## What you have to do
Instruction for the data below: set down exactly the lines from the line with "filename libs/messaging/mailbox/src/entry.rs" to the line with "impl fmt::Display for Bucket", inclusive, and no others.

[[ Records for the exercise, beginning ]]

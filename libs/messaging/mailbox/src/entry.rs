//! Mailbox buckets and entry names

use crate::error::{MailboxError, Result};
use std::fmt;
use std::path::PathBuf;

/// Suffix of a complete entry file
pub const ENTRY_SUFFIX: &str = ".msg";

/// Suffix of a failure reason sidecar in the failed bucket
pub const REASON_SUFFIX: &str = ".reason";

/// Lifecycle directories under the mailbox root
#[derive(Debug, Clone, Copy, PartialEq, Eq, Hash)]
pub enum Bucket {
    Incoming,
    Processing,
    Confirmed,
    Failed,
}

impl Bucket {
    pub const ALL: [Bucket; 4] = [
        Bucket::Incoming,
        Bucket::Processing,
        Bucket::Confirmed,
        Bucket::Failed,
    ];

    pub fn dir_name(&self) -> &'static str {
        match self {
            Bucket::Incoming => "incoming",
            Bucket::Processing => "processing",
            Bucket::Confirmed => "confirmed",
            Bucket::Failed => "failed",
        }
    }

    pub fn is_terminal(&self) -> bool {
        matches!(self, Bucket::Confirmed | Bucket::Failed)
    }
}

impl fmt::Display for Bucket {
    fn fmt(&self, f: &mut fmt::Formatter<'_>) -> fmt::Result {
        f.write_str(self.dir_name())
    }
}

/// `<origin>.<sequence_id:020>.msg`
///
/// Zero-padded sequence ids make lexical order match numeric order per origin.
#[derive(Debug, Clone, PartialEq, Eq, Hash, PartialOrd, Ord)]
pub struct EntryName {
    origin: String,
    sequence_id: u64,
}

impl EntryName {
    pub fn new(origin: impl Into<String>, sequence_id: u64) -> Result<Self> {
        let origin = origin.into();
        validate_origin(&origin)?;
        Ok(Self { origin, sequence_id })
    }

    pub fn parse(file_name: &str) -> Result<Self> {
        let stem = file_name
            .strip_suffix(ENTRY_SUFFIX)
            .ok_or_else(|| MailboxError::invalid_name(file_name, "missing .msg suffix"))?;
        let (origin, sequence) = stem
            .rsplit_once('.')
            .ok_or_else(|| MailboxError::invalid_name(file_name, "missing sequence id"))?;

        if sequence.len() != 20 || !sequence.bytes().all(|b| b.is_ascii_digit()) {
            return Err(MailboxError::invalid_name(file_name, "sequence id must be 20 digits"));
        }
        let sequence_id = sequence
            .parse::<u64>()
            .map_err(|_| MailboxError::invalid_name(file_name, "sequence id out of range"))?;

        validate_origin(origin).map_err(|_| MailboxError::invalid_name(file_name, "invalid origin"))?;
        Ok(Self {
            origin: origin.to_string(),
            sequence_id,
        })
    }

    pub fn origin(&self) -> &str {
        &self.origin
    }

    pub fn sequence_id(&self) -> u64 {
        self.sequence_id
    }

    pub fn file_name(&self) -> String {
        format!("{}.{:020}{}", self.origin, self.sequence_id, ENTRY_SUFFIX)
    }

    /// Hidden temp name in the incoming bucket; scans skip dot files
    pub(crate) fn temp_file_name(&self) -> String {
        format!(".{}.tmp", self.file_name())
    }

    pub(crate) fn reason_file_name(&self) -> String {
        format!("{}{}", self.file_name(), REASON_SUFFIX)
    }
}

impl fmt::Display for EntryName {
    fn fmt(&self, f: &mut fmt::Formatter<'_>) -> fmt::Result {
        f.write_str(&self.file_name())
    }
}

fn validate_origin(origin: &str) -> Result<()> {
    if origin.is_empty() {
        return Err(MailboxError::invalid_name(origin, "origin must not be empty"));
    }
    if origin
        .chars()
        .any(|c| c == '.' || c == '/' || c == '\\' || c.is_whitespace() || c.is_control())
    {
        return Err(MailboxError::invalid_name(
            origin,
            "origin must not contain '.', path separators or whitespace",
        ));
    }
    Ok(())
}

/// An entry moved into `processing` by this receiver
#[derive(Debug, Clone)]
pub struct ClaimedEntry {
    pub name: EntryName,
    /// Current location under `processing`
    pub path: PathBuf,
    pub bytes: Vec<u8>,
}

[[ Records for the exercise, end ]]
[[ Records for the exercise, beginning ]]

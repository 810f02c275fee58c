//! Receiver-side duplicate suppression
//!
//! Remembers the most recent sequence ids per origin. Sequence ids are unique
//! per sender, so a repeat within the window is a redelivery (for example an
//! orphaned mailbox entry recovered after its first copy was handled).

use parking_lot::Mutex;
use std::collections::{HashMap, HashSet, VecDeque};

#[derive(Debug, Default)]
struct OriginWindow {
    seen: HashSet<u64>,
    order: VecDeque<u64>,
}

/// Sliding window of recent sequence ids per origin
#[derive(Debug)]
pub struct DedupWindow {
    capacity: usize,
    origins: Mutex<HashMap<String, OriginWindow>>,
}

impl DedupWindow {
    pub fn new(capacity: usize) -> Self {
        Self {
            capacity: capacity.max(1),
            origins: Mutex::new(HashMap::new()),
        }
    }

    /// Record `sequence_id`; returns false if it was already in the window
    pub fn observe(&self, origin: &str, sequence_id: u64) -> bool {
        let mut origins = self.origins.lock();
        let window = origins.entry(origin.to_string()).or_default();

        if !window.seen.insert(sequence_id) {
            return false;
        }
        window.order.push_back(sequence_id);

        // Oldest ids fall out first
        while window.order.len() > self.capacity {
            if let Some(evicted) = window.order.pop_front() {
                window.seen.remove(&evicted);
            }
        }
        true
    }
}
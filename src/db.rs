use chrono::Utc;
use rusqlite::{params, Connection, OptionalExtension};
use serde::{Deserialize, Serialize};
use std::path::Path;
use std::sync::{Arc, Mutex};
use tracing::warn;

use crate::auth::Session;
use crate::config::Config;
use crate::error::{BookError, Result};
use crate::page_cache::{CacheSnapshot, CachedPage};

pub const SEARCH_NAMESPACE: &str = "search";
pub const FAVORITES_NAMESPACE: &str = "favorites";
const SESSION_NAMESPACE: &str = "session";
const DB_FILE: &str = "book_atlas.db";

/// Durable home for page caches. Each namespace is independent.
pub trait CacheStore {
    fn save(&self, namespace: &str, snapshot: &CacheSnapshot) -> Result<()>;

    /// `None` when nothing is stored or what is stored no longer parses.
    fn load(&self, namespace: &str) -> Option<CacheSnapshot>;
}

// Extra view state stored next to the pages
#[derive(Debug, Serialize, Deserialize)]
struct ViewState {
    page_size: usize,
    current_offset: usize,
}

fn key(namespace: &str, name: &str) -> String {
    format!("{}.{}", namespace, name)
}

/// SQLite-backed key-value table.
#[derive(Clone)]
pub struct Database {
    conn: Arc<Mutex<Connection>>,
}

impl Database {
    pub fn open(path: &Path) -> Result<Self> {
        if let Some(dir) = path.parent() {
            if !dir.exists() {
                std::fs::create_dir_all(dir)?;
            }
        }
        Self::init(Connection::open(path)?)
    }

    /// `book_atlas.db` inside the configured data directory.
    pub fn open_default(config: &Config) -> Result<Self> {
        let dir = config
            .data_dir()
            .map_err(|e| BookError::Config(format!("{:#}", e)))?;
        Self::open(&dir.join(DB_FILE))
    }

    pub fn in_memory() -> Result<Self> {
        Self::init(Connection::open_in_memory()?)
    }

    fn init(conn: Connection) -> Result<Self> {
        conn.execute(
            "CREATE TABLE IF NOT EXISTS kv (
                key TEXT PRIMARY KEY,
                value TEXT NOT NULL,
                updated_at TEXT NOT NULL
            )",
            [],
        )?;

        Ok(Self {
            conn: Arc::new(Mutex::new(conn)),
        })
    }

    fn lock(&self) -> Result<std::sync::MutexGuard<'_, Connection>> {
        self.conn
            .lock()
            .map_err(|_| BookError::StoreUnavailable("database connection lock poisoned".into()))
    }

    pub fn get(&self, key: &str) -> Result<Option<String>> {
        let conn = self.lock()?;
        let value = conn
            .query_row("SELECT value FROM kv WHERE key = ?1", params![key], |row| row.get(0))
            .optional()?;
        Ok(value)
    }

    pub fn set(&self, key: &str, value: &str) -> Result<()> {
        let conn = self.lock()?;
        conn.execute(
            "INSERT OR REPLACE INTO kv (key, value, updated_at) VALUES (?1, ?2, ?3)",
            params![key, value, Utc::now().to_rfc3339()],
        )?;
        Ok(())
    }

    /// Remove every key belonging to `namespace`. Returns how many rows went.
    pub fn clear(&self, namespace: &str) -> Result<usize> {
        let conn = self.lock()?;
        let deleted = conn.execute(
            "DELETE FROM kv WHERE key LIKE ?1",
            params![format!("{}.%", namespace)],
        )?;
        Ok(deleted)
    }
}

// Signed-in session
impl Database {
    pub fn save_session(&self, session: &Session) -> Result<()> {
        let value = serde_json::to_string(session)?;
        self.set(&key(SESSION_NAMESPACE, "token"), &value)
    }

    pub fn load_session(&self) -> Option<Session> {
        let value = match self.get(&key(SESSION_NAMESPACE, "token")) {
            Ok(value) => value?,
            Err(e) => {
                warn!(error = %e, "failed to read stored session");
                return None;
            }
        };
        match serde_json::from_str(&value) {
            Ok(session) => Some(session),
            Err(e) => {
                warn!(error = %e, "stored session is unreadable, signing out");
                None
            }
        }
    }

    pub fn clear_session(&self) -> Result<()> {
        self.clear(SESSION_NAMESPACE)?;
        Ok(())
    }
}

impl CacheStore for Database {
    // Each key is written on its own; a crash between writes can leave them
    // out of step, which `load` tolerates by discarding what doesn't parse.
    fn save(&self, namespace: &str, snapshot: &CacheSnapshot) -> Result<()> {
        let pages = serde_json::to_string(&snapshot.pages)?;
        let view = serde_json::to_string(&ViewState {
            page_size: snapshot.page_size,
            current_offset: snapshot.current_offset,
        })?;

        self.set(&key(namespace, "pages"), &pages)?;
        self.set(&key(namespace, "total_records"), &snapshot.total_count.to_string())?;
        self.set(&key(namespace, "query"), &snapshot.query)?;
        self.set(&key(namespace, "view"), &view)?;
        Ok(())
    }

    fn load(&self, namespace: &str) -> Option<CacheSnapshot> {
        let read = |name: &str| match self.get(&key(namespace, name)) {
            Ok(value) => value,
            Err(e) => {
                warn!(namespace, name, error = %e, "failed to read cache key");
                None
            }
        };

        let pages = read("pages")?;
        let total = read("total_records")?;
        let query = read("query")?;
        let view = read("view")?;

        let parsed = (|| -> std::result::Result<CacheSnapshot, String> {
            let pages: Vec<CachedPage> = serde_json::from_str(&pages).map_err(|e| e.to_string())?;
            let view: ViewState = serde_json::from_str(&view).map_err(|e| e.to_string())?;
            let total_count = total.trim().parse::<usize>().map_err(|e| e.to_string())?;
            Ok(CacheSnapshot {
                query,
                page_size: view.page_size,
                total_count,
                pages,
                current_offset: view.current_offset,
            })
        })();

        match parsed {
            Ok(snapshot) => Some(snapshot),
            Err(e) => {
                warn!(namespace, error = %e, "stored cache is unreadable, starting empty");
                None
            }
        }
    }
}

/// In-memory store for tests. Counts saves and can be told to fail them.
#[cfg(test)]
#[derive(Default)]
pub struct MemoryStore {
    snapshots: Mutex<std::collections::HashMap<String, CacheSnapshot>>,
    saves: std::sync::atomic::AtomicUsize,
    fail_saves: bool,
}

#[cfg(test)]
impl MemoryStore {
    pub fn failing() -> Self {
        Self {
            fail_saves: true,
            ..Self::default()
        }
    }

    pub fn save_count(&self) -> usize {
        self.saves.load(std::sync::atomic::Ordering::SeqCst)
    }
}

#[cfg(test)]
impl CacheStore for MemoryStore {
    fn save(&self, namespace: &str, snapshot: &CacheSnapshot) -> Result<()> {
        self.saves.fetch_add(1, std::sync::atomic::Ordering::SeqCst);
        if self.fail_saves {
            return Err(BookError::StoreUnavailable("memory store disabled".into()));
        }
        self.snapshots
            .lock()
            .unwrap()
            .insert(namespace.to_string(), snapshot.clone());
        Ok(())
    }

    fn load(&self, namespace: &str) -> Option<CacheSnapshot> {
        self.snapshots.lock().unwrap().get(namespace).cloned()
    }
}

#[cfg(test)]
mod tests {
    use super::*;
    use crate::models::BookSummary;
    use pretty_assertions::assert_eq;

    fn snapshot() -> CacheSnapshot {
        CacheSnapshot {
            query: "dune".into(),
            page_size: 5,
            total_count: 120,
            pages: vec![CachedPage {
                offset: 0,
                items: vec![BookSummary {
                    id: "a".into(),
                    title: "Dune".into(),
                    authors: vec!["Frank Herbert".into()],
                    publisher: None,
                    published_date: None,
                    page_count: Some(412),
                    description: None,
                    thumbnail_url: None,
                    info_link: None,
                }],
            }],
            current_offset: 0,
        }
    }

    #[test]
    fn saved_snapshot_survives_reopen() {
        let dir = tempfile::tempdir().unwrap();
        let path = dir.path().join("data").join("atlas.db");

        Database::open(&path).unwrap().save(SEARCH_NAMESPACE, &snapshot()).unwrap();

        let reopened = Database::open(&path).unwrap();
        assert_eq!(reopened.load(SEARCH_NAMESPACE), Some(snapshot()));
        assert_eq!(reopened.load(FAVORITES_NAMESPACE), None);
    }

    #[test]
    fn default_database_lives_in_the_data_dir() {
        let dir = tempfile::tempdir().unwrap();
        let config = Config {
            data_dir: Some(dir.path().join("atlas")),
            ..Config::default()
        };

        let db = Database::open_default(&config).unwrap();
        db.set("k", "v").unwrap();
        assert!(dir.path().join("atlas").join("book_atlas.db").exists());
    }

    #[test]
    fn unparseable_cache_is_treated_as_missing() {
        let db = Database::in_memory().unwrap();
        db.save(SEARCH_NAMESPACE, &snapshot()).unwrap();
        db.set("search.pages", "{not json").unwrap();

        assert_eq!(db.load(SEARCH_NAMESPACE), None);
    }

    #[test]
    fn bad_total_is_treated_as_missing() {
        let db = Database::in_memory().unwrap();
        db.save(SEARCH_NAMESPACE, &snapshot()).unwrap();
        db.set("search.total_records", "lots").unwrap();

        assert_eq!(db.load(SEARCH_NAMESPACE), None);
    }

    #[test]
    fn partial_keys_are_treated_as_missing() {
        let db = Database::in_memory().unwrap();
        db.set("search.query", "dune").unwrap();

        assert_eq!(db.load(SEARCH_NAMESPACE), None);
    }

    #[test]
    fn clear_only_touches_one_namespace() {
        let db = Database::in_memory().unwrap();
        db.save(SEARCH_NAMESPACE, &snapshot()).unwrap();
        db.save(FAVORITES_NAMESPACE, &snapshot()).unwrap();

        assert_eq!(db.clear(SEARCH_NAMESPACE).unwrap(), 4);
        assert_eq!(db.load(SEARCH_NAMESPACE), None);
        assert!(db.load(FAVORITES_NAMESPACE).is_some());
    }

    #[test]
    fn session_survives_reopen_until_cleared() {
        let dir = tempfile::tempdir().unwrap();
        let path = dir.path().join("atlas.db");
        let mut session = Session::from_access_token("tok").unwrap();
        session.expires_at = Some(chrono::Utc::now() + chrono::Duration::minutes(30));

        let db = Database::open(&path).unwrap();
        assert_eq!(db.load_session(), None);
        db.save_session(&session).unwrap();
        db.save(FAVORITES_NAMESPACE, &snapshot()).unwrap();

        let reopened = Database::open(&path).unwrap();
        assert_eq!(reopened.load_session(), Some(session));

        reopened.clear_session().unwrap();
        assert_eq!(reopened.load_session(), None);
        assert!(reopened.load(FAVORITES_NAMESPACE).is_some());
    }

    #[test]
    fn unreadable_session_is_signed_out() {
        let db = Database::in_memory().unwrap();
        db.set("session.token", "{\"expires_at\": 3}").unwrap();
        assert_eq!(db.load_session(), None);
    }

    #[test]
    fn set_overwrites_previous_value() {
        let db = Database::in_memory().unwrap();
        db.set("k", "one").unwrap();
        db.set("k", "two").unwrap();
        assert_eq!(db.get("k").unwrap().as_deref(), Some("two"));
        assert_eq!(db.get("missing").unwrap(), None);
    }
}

[[ Records for the exercise, end ]]
[[ Records for the exercise, beginning ]]

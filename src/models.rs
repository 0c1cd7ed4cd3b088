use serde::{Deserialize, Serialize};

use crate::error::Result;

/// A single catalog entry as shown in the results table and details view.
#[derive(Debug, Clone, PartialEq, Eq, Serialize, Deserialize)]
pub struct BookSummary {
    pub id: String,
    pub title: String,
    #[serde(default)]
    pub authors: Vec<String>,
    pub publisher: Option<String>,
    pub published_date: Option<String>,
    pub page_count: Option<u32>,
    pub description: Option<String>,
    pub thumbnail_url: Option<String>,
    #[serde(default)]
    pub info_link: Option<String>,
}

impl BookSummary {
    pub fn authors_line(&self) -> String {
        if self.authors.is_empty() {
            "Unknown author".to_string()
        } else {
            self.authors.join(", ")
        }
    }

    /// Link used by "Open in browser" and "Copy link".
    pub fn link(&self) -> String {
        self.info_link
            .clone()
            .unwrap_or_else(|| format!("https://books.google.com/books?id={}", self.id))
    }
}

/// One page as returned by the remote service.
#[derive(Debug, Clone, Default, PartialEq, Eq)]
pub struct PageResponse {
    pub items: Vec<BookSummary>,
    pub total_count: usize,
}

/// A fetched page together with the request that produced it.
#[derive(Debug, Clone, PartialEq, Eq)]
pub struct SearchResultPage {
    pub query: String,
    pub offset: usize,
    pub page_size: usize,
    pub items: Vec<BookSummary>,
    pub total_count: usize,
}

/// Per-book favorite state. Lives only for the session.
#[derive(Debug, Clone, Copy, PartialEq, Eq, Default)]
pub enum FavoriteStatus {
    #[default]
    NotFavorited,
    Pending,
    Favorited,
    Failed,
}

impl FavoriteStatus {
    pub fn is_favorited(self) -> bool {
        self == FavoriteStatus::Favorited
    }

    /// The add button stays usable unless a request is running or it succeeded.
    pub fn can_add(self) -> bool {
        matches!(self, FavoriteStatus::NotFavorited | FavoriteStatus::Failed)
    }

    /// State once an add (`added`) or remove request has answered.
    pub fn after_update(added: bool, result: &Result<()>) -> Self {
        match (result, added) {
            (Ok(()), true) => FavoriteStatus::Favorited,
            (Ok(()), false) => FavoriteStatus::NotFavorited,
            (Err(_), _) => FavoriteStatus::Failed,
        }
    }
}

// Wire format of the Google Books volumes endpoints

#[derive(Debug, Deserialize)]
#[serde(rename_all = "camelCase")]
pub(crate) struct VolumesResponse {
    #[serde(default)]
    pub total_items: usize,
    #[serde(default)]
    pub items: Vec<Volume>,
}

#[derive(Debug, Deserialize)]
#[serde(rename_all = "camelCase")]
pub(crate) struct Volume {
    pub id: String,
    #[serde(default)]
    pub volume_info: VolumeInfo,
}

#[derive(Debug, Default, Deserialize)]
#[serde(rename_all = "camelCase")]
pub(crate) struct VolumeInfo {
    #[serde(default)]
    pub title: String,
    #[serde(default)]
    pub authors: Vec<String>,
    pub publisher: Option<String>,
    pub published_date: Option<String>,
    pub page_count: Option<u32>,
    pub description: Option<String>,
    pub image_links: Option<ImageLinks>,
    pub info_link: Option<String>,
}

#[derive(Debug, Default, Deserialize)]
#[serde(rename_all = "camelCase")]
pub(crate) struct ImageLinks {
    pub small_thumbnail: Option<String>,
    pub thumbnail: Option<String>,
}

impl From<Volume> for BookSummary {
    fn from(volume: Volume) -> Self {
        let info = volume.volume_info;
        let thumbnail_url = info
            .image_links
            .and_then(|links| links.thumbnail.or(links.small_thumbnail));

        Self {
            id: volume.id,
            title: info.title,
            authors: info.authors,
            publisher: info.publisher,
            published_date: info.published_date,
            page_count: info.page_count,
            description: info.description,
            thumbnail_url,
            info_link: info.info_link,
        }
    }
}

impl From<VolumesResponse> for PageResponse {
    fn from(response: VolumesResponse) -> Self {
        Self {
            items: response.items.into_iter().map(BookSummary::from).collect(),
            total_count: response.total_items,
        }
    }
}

[[ Records for the exercise, end ]]

## Response box
filename libs/messaging/mailbox/src/entry.rs
//! Mailbox buckets and entry names

use crate::error::{MailboxError, Result};
use std::fmt;
use std::path::PathBuf;

/// Suffix of a complete entry file
pub const ENTRY_SUFFIX: &str = ".msg";

/// Suffix of a failure reason sidecar in the failed bucket
pub const REASON_SUFFIX: &str = ".reason";

/// Lifecycle directories under the mailbox root
#[derive(Debug, Clone, Copy, PartialEq, Eq, Hash)]
pub enum Bucket {
    Incoming,
    Processing,
    Confirmed,
    Failed,
}

impl Bucket {
    pub const ALL: [Bucket; 4] = [
        Bucket::Incoming,
        Bucket::Processing,
        Bucket::Confirmed,
        Bucket::Failed,
    ];

    pub fn dir_name(&self) -> &'static str {
        match self {
            Bucket::Incoming => "incoming",
            Bucket::Processing => "processing",
            Bucket::Confirmed => "confirmed",
            Bucket::Failed => "failed",
        }
    }

    pub fn is_terminal(&self) -> bool {
        matches!(self, Bucket::Confirmed | Bucket::Failed)
    }
}

impl fmt::Display for Bucket {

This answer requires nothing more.